## [DIRECTIONS FOR THIS TASK]
Word for word, restate the lines that run from the line containing "assert_eq!(icon.anchor, Anchor::Start);" to the last line of the records below.

Top of DATA TO EXAMINE

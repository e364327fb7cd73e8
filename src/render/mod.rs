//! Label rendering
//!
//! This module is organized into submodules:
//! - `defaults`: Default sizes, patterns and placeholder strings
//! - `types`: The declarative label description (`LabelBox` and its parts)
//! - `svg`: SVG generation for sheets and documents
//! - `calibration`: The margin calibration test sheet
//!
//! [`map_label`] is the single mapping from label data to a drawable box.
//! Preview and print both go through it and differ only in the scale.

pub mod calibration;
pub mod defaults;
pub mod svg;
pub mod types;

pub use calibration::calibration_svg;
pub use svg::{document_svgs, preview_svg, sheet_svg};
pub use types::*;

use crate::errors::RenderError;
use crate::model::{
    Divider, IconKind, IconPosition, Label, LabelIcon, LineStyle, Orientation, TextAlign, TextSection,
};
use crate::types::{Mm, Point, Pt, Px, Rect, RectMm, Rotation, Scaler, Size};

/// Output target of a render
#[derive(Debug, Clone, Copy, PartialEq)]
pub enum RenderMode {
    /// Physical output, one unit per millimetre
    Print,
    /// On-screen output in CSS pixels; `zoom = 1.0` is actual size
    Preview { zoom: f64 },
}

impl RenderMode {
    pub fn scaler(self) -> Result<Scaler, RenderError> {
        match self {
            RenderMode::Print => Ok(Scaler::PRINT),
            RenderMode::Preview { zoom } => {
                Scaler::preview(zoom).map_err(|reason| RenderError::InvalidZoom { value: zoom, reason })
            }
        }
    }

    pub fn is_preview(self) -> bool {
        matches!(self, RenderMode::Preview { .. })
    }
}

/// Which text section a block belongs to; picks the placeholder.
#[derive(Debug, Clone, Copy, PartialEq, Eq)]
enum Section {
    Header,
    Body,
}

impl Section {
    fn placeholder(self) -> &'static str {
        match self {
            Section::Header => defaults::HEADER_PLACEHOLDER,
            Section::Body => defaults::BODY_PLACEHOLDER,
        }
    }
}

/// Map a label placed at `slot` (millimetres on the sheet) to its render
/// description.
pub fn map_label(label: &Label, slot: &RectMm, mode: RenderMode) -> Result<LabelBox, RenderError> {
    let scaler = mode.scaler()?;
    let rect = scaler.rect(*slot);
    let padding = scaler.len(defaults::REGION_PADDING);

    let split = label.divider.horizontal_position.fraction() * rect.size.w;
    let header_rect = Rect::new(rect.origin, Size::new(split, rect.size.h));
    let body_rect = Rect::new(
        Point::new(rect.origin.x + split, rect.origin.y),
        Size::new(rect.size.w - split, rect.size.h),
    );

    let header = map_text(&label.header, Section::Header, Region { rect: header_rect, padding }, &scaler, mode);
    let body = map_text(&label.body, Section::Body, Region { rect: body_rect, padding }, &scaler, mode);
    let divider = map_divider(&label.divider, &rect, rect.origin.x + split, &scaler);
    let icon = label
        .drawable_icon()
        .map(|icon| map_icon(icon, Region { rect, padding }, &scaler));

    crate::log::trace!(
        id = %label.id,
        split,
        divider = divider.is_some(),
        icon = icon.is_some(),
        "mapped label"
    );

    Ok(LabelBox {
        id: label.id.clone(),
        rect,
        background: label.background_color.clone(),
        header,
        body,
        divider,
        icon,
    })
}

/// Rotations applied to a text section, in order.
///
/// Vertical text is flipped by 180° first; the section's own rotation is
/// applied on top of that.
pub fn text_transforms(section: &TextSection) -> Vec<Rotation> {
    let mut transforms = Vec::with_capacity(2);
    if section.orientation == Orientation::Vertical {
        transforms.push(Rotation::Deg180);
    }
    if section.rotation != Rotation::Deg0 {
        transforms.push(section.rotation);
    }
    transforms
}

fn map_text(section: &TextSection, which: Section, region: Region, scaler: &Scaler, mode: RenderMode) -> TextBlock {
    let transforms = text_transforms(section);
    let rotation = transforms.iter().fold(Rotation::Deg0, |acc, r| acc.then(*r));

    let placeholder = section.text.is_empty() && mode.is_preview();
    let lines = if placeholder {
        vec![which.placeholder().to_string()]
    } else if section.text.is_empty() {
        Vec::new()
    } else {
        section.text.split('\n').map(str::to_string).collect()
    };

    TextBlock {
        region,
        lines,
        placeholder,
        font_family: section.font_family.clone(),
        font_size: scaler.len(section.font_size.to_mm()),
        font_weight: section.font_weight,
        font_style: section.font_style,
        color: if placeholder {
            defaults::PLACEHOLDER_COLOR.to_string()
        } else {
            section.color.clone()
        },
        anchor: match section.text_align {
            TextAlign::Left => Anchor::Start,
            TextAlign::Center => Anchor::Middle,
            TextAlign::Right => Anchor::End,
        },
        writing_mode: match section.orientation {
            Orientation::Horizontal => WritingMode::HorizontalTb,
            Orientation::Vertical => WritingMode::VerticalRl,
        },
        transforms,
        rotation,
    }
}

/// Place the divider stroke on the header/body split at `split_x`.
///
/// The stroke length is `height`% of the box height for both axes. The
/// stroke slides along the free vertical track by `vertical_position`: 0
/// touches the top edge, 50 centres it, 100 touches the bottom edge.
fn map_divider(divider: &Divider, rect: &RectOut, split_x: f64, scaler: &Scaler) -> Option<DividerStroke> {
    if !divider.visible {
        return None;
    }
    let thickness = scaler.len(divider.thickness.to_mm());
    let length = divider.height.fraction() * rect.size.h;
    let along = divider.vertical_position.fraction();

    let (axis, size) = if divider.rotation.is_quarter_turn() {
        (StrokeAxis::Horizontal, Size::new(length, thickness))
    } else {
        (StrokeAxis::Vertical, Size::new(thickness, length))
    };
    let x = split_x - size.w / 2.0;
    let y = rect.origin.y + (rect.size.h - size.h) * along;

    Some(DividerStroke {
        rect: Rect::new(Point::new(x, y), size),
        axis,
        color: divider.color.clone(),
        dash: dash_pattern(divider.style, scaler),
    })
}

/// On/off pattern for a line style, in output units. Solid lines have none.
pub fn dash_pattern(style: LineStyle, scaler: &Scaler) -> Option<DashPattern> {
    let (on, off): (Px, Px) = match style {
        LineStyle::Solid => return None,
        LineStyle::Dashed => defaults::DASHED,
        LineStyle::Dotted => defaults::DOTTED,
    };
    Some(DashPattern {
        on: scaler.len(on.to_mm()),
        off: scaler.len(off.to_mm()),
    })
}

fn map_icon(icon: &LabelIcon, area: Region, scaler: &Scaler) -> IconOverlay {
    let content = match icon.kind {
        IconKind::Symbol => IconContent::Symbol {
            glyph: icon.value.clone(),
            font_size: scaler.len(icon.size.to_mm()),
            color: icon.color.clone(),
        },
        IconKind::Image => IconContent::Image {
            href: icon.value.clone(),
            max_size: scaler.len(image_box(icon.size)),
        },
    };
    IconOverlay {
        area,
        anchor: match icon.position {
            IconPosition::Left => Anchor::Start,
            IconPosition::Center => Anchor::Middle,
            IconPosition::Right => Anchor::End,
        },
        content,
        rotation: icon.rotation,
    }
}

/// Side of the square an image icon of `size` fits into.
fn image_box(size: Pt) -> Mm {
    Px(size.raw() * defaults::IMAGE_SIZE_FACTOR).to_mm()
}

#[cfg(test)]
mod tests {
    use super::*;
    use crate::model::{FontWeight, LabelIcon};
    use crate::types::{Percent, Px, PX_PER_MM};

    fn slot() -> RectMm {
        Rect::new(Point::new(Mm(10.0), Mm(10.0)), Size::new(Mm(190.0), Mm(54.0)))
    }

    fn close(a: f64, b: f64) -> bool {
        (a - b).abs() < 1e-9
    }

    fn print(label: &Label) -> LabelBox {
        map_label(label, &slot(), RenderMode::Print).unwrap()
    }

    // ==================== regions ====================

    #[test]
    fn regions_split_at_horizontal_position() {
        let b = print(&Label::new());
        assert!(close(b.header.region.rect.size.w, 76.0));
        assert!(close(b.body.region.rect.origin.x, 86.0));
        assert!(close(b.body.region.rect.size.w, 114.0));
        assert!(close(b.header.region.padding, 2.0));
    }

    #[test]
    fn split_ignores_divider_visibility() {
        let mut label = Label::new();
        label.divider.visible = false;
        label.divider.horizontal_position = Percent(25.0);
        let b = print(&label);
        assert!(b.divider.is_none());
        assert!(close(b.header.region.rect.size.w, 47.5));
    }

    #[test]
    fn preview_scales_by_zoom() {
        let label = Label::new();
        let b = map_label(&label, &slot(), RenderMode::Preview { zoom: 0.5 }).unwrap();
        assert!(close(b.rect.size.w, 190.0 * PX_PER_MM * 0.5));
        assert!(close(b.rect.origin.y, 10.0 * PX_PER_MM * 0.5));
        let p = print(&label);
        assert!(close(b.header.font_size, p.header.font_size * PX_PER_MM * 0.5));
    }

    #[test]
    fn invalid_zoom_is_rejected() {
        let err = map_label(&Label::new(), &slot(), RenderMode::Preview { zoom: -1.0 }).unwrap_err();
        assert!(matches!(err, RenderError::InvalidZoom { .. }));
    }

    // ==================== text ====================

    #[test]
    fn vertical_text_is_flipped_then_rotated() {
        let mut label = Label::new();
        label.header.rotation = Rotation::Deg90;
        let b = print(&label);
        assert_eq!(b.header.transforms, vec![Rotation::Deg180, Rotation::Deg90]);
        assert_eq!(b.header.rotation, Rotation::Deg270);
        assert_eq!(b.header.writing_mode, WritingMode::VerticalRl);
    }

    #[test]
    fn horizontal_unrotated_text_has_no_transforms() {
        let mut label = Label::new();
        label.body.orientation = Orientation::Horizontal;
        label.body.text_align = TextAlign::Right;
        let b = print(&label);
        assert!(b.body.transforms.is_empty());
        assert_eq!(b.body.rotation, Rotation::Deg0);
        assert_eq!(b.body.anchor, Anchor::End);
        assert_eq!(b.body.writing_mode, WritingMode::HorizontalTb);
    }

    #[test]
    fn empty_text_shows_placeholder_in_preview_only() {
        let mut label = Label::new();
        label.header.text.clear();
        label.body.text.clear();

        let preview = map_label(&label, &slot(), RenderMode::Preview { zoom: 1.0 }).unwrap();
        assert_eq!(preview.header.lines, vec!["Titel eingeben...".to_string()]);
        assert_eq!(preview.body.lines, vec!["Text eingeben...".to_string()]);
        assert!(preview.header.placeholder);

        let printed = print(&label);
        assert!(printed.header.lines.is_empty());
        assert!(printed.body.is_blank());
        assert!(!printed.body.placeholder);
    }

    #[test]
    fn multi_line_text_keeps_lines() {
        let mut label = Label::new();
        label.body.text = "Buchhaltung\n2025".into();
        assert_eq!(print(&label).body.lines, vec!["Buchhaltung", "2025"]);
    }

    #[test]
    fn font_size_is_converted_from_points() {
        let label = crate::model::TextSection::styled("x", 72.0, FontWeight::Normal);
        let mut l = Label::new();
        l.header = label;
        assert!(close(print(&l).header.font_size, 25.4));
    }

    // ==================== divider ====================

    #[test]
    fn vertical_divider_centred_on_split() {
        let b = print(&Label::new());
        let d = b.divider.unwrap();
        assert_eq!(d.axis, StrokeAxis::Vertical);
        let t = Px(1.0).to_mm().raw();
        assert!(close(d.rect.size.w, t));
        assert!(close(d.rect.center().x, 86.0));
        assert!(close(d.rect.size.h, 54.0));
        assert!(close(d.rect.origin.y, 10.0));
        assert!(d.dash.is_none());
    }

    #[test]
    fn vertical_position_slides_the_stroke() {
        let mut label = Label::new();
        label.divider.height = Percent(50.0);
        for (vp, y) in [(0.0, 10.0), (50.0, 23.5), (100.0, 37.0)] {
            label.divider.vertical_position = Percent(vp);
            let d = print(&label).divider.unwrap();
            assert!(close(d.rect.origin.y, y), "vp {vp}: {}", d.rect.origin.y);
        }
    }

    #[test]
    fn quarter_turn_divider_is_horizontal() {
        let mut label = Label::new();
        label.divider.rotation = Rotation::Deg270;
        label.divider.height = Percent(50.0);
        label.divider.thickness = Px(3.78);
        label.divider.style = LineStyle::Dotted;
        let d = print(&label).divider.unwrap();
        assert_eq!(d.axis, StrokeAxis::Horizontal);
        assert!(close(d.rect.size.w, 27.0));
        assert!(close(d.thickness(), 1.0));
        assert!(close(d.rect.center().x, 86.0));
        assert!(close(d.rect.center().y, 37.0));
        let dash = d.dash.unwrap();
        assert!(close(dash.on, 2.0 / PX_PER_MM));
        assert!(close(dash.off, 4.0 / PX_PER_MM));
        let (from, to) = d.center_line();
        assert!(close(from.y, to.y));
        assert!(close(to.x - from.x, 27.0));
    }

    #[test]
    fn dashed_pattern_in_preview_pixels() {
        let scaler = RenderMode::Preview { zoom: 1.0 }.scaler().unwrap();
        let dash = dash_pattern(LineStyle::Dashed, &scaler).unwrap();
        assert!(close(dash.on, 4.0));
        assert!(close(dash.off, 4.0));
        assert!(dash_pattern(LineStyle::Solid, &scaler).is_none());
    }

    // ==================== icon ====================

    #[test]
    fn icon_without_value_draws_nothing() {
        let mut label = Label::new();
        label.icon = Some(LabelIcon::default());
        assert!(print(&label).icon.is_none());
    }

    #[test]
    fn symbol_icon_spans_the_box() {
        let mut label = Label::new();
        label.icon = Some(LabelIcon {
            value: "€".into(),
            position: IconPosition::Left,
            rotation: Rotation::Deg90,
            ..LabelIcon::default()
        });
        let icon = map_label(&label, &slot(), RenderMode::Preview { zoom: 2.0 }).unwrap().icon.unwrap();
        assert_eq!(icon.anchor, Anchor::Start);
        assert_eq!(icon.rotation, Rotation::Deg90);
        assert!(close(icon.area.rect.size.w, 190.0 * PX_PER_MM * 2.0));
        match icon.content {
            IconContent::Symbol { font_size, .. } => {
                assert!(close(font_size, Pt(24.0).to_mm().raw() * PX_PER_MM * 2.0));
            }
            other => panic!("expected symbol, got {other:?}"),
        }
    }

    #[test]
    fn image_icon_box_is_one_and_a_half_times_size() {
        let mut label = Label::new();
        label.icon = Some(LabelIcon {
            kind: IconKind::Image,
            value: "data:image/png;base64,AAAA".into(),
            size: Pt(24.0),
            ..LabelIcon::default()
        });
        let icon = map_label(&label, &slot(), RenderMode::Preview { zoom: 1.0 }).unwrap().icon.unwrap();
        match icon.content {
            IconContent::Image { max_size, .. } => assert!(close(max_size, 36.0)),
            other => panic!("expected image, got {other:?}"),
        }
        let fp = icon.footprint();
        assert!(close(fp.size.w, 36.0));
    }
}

Bottom of DATA TO EXAMINE

## [ANSWER TO THIS EXERCISE]
        assert_eq!(icon.anchor, Anchor::Start);
        assert_eq!(icon.rotation, Rotation::Deg90);
        assert!(close(icon.area.rect.size.w, 190.0 * PX_PER_MM * 2.0));
        match icon.content {
            IconContent::Symbol { font_size, .. } => {
                assert!(close(font_size, Pt(24.0).to_mm().raw() * PX_PER_MM * 2.0));
            }
            other => panic!("expected symbol, got {other:?}"),
        }
    }

    #[test]
    fn image_icon_box_is_one_and_a_half_times_size() {
        let mut label = Label::new();
        label.icon = Some(LabelIcon {
            kind: IconKind::Image,
            value: "data:image/png;base64,AAAA".into(),
            size: Pt(24.0),
            ..LabelIcon::default()
        });
        let icon = map_label(&label, &slot(), RenderMode::Preview { zoom: 1.0 }).unwrap().icon.unwrap();
        match icon.content {
            IconContent::Image { max_size, .. } => assert!(close(max_size, 36.0)),
            other => panic!("expected image, got {other:?}"),
        }
        let fp = icon.footprint();
        assert!(close(fp.size.w, 36.0));
    }
}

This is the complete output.